Terminal olefin (1-alkene) biosynthesis by a novel p450 fatty acid decarboxylase from Jeotgalicoccus species

Abstract

Terminal olefins (1-alkenes) are natural products that have important industrial applications as both fuels and chemicals. However, their biosynthesis has been largely unexplored. We describe a group of bacteria, Jeotgalicoccus spp., which synthesize terminal olefins, in particular 18-methyl-1-nonadecene and 17-methyl-1-nonadecene. These olefins are derived from intermediates of fatty acid biosynthesis, and the key enzyme in Jeotgalicoccus sp. ATCC 8456 is a terminal olefin-forming fatty acid decarboxylase. This enzyme, Jeotgalicoccus sp. OleT (OleT(JE)), was identified by purification from cell lysates, and its encoding gene was identified from a draft genome sequence of Jeotgalicoccus sp. ATCC 8456 using reverse genetics. Heterologous expression of the identified gene conferred olefin biosynthesis to Escherichia coli. OleT(JE) is a P450 from the cyp152 family, which includes bacterial fatty acid hydroxylases. Some cyp152 P450 enzymes have the ability to decarboxylate and to hydroxylate fatty acids (in α- and/or β-position), suggesting a common reaction intermediate in their catalytic mechanism and specific structural determinants that favor one reaction over the other.
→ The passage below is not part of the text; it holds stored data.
//! Fixed-latency data path.
//!
//! Column grants are recorded here so that data crossing the DFI several cycles
//! later is attributed to the right request:
//! 1. **Writes:** the payload is driven on the write phases `write_latency` cycles after the grant.
//! 2. **Reads:** PHY read data arriving `read_latency` cycles after the grant is captured.
//!
//! Both are registered once more before the completion is raised, so completions
//! appear exactly PHY latency plus one cycle after the grant.

use std::collections::VecDeque;

use tracing::warn;

use crate::common::command::{Completion, DfiFrame};
use crate::common::request::{Opcode, Payload, RequestTag};

#[derive(Debug, Clone)]
struct InFlight {
    due: u64,
    tag: RequestTag,
    bank: usize,
    granted_at: u64,
    payload: Option<Payload>,
}

/// Delay lines for read and write data attribution.
#[derive(Debug, Clone)]
pub struct DataPath {
    read_latency: u64,
    write_latency: u64,
    nphases: usize,
    reads: VecDeque<InFlight>,
    writes: VecDeque<InFlight>,
    registered: Vec<Completion>,
}

impl DataPath {
    /// Creates an empty data path for the given PHY latencies.
    pub const fn new(read_latency: u32, write_latency: u32, nphases: usize) -> Self {
        Self {
            read_latency: read_latency as u64,
            write_latency: write_latency as u64,
            nphases,
            reads: VecDeque::new(),
            writes: VecDeque::new(),
            registered: Vec::new(),
        }
    }

    /// Whether no grant is still waiting for its data or completion.
    pub fn is_empty(&self) -> bool {
        self.reads.is_empty() && self.writes.is_empty() && self.registered.is_empty()
    }

    /// Records a column grant made on `cycle`.
    pub fn record(
        &mut self,
        opcode: Opcode,
        tag: RequestTag,
        bank: usize,
        payload: Option<Payload>,
        cycle: u64,
    ) {
        match opcode {
            Opcode::Read => self.reads.push_back(InFlight {
                due: cycle + self.read_latency,
                tag,
                bank,
                granted_at: cycle,
                payload: None,
            }),
            Opcode::Write => self.writes.push_back(InFlight {
                due: cycle + self.write_latency,
                tag,
                bank,
                granted_at: cycle,
                payload: Some(payload.unwrap_or_else(|| Payload::zeroed(self.nphases))),
            }),
        }
    }

    /// Advances one cycle.
    ///
    /// Drives write data due on `cycle` into `frame`, captures `rddata` for the
    /// read due on `cycle`, and returns the completions registered on the previous cycle.
    pub fn advance(
        &mut self,
        cycle: u64,
        rddata: Option<Payload>,
        frame: &mut DfiFrame,
    ) -> Vec<Completion> {
        let completed = std::mem::take(&mut self.registered);

        if self.writes.front().is_some_and(|w| w.due <= cycle) {
            if let Some(write) = self.writes.pop_front() {
                let payload = write.payload.unwrap_or_default();
                for (phase, slot) in frame.phases.iter_mut().enumerate() {
                    slot.wrdata = Some(payload.word(phase));
                }
                self.registered.push(Completion::Write {
                    tag: write.tag,
                    bank: write.bank,
                    granted_at: write.granted_at,
                });
            }
        }

        if self.reads.front().is_some_and(|r| r.due <= cycle) {
            if let Some(read) = self.reads.pop_front() {
                let data = rddata.unwrap_or_else(|| {
                    warn!(cycle, tag = %read.tag, "PHY returned no read data, completing with zeros");
                    Payload::zeroed(self.nphases)
                });
                self.registered.push(Completion::Read {
                    tag: read.tag,
                    bank: read.bank,
                    data,
                    granted_at: read.granted_at,
                });
            }
        } else if rddata.is_some() {
            warn!(cycle, "unexpected PHY read data dropped");
        }

        completed
    }
}
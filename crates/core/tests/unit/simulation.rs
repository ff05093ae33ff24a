//! # Simulation Runs
//!
//! Synthetic workloads driven end to end through the simulator: queues,
//! controller and the checking device model.

use dramctl_core::common::{Payload, Request, RequestTag, SubmitError};
use dramctl_core::config::ArbitrationPolicy;
use dramctl_core::sim::Pattern;
use pretty_assertions::assert_eq;
use rstest::rstest;

use crate::common::harness::{TestContext, scenario_config, workload};

const REQUESTS: u64 = 400;

#[rstest]
fn test_workload_completes(
    #[values(Pattern::Sequential, Pattern::Random, Pattern::Thrash)] pattern: Pattern,
    #[values(
        ArbitrationPolicy::RoundRobin,
        ArbitrationPolicy::RowHitFirst,
        ArbitrationPolicy::ReadWriteBudget
    )]
    policy: ArbitrationPolicy,
) {
    let mut config = scenario_config();
    config.controller.policy = policy;
    let mut ctx = TestContext::new(&config);
    let mut traffic = workload(&config, pattern, 42, 30);

    while traffic.issued() < REQUESTS {
        ctx.feed(&mut traffic, REQUESTS, 1);
    }
    ctx.run_to_idle();

    let stats = ctx.sim.stats();
    assert_eq!(stats.reads_completed + stats.writes_completed, REQUESTS);
    assert_eq!(stats.cmd_read + stats.cmd_write, REQUESTS);
    assert_eq!(stats.row_hits + stats.row_misses + stats.row_empty, REQUESTS);
    // Refresh can close a row between accept and access, adding activates.
    assert!(stats.cmd_activate >= stats.row_misses + stats.row_empty);
    assert!(stats.cmd_precharge <= stats.row_misses);
    assert!(stats.cmd_precharge_all - stats.cmd_refresh <= 1);
    assert!(stats.cmd_refresh >= stats.cycles / u64::from(config.timing.t_refi));
    assert_eq!(stats.timing_violations, 0);
    assert_eq!(ctx.sim.completions().len() as u64, REQUESTS);

    if pattern == Pattern::Thrash {
        assert_eq!(stats.row_hits, 0);
    }
}

#[test]
fn test_sequential_is_mostly_row_hits() {
    let config = scenario_config();
    let mut ctx = TestContext::new(&config);
    let mut traffic = workload(&config, Pattern::Sequential, 1, 0);
    while traffic.issued() < REQUESTS {
        ctx.feed(&mut traffic, REQUESTS, 1);
    }
    ctx.run_to_idle();

    let stats = ctx.sim.stats();
    assert!(
        stats.row_hits > stats.row_misses + stats.row_empty,
        "hits {} misses {} empty {}",
        stats.row_hits,
        stats.row_misses,
        stats.row_empty
    );
    assert!(stats.mean_read_latency() > 0.0);
}

#[test]
fn test_full_queue_rejects_request() {
    let mut config = scenario_config();
    config.controller.req_queue_size = 2;
    let mut ctx = TestContext::new(&config);
    let _ = ctx.read(0, 1, 0);
    let _ = ctx.read(0, 1, 1);
    assert!(!ctx.sim.has_room(0));
    assert!(ctx.sim.has_room(1));

    let rejected = Request::read(0, 1, 2, RequestTag(99));
    assert_eq!(
        ctx.sim.submit(rejected.clone()),
        Err(SubmitError::QueueFull(rejected))
    );
    assert_eq!(ctx.sim.stats().queue_rejections, 1);

    ctx.run_to_idle();
    assert_eq!(ctx.sim.stats().reads_completed, 2);
}

#[rstest]
#[case::column_on_a10(0, 5, 256)]
#[case::column_wraps_to_zero(0, 5, 1 << 30)]
#[case::row_wider_than_bus(1, (1 << 13) + 5, 0)]
#[case::unknown_bank(4, 5, 0)]
fn test_out_of_geometry_request_rejected(
    #[case] bank: usize,
    #[case] row: u32,
    #[case] column: u32,
) {
    let mut ctx = TestContext::new(&scenario_config());
    let rejected = Request::write(bank, row, column, Payload::splat(0xbeef, 2), RequestTag(7));
    assert_eq!(
        ctx.sim.submit(rejected.clone()),
        Err(SubmitError::OutOfRange(rejected))
    );
    assert!(ctx.sim.is_idle());

    // Nothing aliased onto column 0 of the in-range row.
    let read = ctx.read(bank.min(3), row & 0x1fff, 0);
    ctx.run_to_idle();
    assert_eq!(ctx.read_data(read), Payload::zeroed(2));
    assert_eq!(ctx.sim.stats().writes_completed, 0);
    assert_eq!(ctx.sim.stats().queue_rejections, 0);
}

#[test]
fn test_duplicate_in_flight_tag_rejected() {
    let mut ctx = TestContext::new(&scenario_config());
    ctx.submit(Request::read(0, 1, 0, RequestTag(5)));
    let duplicate = Request::read(1, 2, 0, RequestTag(5));
    assert_eq!(
        ctx.sim.submit(duplicate.clone()),
        Err(SubmitError::DuplicateTag(duplicate))
    );
    ctx.run_to_idle();
    assert_eq!(ctx.sim.stats().reads_completed, 1);
    assert_eq!(ctx.sim.completions().len(), 1);

    // Once completed, the tag may be reused.
    ctx.submit(Request::read(1, 2, 0, RequestTag(5)));
    ctx.run_to_idle();
    assert_eq!(ctx.sim.stats().reads_completed, 2);
}

#[test]
fn test_write_lands_in_device_storage() {
    let config = scenario_config();
    let mut ctx = TestContext::new(&config);
    let _ = ctx.write(2, 100, 17, 0xdead_beef);
    ctx.run_to_idle();
    assert_eq!(
        ctx.sim.dram().peek(2, 100, 17),
        Payload::splat(0xdead_beef, 2)
    );
    assert_eq!(ctx.sim.dram().open_row(2), Some(100));
}
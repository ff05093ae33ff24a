use dramctl_core::Simulator;
use dramctl_core::common::{CommandKind, Completion, Payload, Request, RequestTag};
use dramctl_core::config::Config;
use dramctl_core::sim::{CompletionRecord, Pattern, Workload};
use dramctl_core::timing::TimingModel;

/// One traced command reduced to the fields the scenarios compare.
pub type Cmd = (u64, CommandKind, usize, u32, u32);

/// 4 banks, burst length 4, tREFI 64, tRFC 8, tRAS 4.
pub fn scenario_config() -> Config {
    let mut config = Config::default();
    config.timing.t_refi = 64;
    config.timing.t_rfc = 8;
    config.timing.t_ras = 4;
    config
}

/// The scenario configuration with refresh switched off and deep queues.
pub fn quiet_config() -> Config {
    let mut config = scenario_config();
    config.controller.with_refresh = false;
    config.controller.req_queue_size = 64;
    config
}

#[derive(Debug)]
pub struct TestContext {
    pub sim: Simulator,
    next_tag: u64,
}

impl TestContext {
    pub fn new(config: &Config) -> Self {
        let _ = tracing_subscriber::fmt()
            .with_test_writer()
            .with_env_filter(tracing_subscriber::EnvFilter::from_default_env())
            .try_init();
        Self {
            sim: Simulator::new(config).expect("valid test config"),
            next_tag: 0,
        }
    }

    fn tag(&mut self) -> RequestTag {
        let tag = RequestTag(self.next_tag);
        self.next_tag += 1;
        tag
    }

    /// Queues a read and returns its tag.
    pub fn read(&mut self, bank: usize, row: u32, column: u32) -> RequestTag {
        let tag = self.tag();
        self.submit(Request::read(bank, row, column, tag));
        tag
    }

    /// Queues a write of `word` on every phase and returns its tag.
    pub fn write(&mut self, bank: usize, row: u32, column: u32, word: u64) -> RequestTag {
        let tag = self.tag();
        let nphases = self.sim.controller().timing().nphases();
        self.submit(Request::write(bank, row, column, Payload::splat(word, nphases), tag));
        tag
    }

    pub fn submit(&mut self, request: Request) {
        assert!(self.sim.submit(request).is_ok(), "test queue overflow");
    }

    /// Runs until idle and asserts the device saw a legal command stream.
    pub fn run_to_idle(&mut self) {
        assert!(
            self.sim.run_until_idle(100_000).is_some(),
            "controller did not drain"
        );
        assert!(
            self.sim.violations().is_empty(),
            "timing violations: {:?}",
            self.sim.violations()
        );
    }

    /// Ticks `cycles` times, topping the bank queues up from `workload` before each cycle.
    ///
    /// Stops generating once `limit` requests have been issued. A request whose
    /// bank queue is full is held back until it fits.
    pub fn feed(&mut self, workload: &mut Workload, limit: u64, cycles: u64) {
        let mut held: Option<Request> = None;
        for _ in 0..cycles {
            loop {
                if held.is_none() && workload.issued() < limit {
                    held = Some(workload.next_request());
                }
                match held.take() {
                    Some(request) if self.sim.has_room(request.bank) => self.submit(request),
                    other => {
                        held = other;
                        break;
                    }
                }
            }
            let _ = self.sim.tick();
        }
        if let Some(request) = held {
            // The bank queue drains within a bounded time; wait for room.
            while !self.sim.has_room(request.bank) {
                let _ = self.sim.tick();
            }
            self.submit(request);
        }
    }

    /// Every traced command.
    pub fn commands(&self) -> Vec<Cmd> {
        self.sim
            .trace()
            .iter()
            .map(|c| (c.cycle, c.kind, c.bank, c.row, c.column))
            .collect()
    }

    pub fn kinds(&self) -> Vec<CommandKind> {
        self.sim.trace().iter().map(|c| c.kind).collect()
    }

    /// Completion record for `tag`.
    pub fn completion(&self, tag: RequestTag) -> &CompletionRecord {
        self.sim
            .completions()
            .iter()
            .find(|r| r.completion.tag() == tag)
            .expect("request completed")
    }

    /// Read data returned for `tag`.
    pub fn read_data(&self, tag: RequestTag) -> Payload {
        match &self.completion(tag).completion {
            Completion::Read { data, .. } => data.clone(),
            Completion::Write { .. } => panic!("{tag} is a write"),
        }
    }
}

/// A workload over the geometry of `config`.
pub fn workload(config: &Config, pattern: Pattern, seed: u64, write_percent: u8) -> Workload {
    let timing = TimingModel::new(config).expect("valid test config");
    Workload::new(pattern, seed, write_percent, &timing)
}

/// Longest a bank with a pending command can be passed over while the
/// refresher is idle.
///
/// Per bank, one full close-open-access sequence plus the write turnaround and
/// activate spacing; plus both read/write budgets and the row-hit bypass limit.
pub fn starvation_bound(timing: &TimingModel) -> u64 {
    let sequence = timing.t_ras().max(timing.phy_write_latency() + timing.t_wr())
        + timing.t_rp()
        + timing.t_rcd()
        + timing.phy_write_latency()
        + timing.t_wtr()
        + timing.t_rrd();
    timing.nbanks() as u64 * u64::from(sequence + 1)
        + u64::from(timing.read_time() + timing.write_time() + timing.row_hit_bypass_limit())
}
The discovery of these terminal olefin-forming P450 enzymes represents a third biosynthetic pathway (in addition to alkane and long-chain olefin biosynthesis) to convert fatty acid intermediates into hydrocarbons. Olefin-forming fatty acid decarboxylation is a novel reaction that can now be added to the catalytic repertoire of the versatile cytochrome P450 enzyme family.

FIG. 1.

Terminal olefins identified in Jeotgalicoccus sp. ATCC 8456. (A) GC/MS trace of hexane-extracted Jeotgalicoccus cells. (B) Mass spectrum of the peak at 9.45 min, which was identified as 1-nonadecene. (C) Mass spectrum of the authentic 1-nonadecene standard. For designations, see Table 1.

FIG. 2.

Fatty acid feeding of Jeotgalicoccus sp. ATCC 8456 cultures. The changes in olefin distribution upon feeding of three different fatty acids (0.5%, wt/vol) are shown. Straight-chain olefins are in dark gray and branched-chain olefins in light gray. For designations, see Table 1. The values are averages of five and two independent experiments for the unfed and fed cultures, respectively.

FIG. 3.

Demonstration of in vitro activity and purification of a fatty acid decarboxylase from Jeotgalicoccus sp. ATCC 8456. (A) GC/MS trace of in vitro reactions of ATCC 8456 cell-free lysate without (top) and with (bottom) eicosanoic acid as a substrate. The peak at 8.85 min was identified as 1-nonadecene. (B) Coomassie-stained SDS-PAGE of the active enzyme fraction after a three-step purification protocol.

FIG. 4.

Analysis of recombinant OleT_JE. (A) In vivo activity upon expression in E. coli with and without stearic acid feeding. (B) In vitro activity of purified OleT_JE with stearic acid as substrate. 1-C₁₅-ene, 1-pentadecene; 1-C₁₇-ene, 1-heptadecene; 1,10-C₁₇-diene, 1,10-heptadecadiene. TIC, total ion count.

FIG. 5.

Homology model of OleT_JE. (A) Overview of homology model of OleT_JE obtained by threading the OleT_JE sequence with the crystal structure of P450_BSβ from B. subtilis (Protein Data Bank entry 1IZO). (B) A view of the active sites of OleT_JE (purple) overlaid with the one of P450_BSβ (green). In red is the free fatty acid cocrystallized with P450_BSβ. Most amino acid residues in the active site are conserved between the two enzymes, except for His85 in OleT_JE, which corresponds to Gln in P450_BSβ.

FIG. 6.

In vitro hydroxylation and decarboxylation of palmitic acid by purified OleT_JE, P450_BSβ, and P450_BSβ Q85H proteins. (A) Rate of product formation. (B) Ratio of fatty acid decarboxylation over hydroxylation. 1-PE, 1-pentadecene; α-OH PA, α-hydroxy palmitic acid; β-OH PA, β-hydroxy palmitic acid.

FIG. 7.

Proposed mechanism for fatty acid decarboxylation and α- or β-hydroxylation carried out by OleT_JE and related cyp152 P450 enzymes.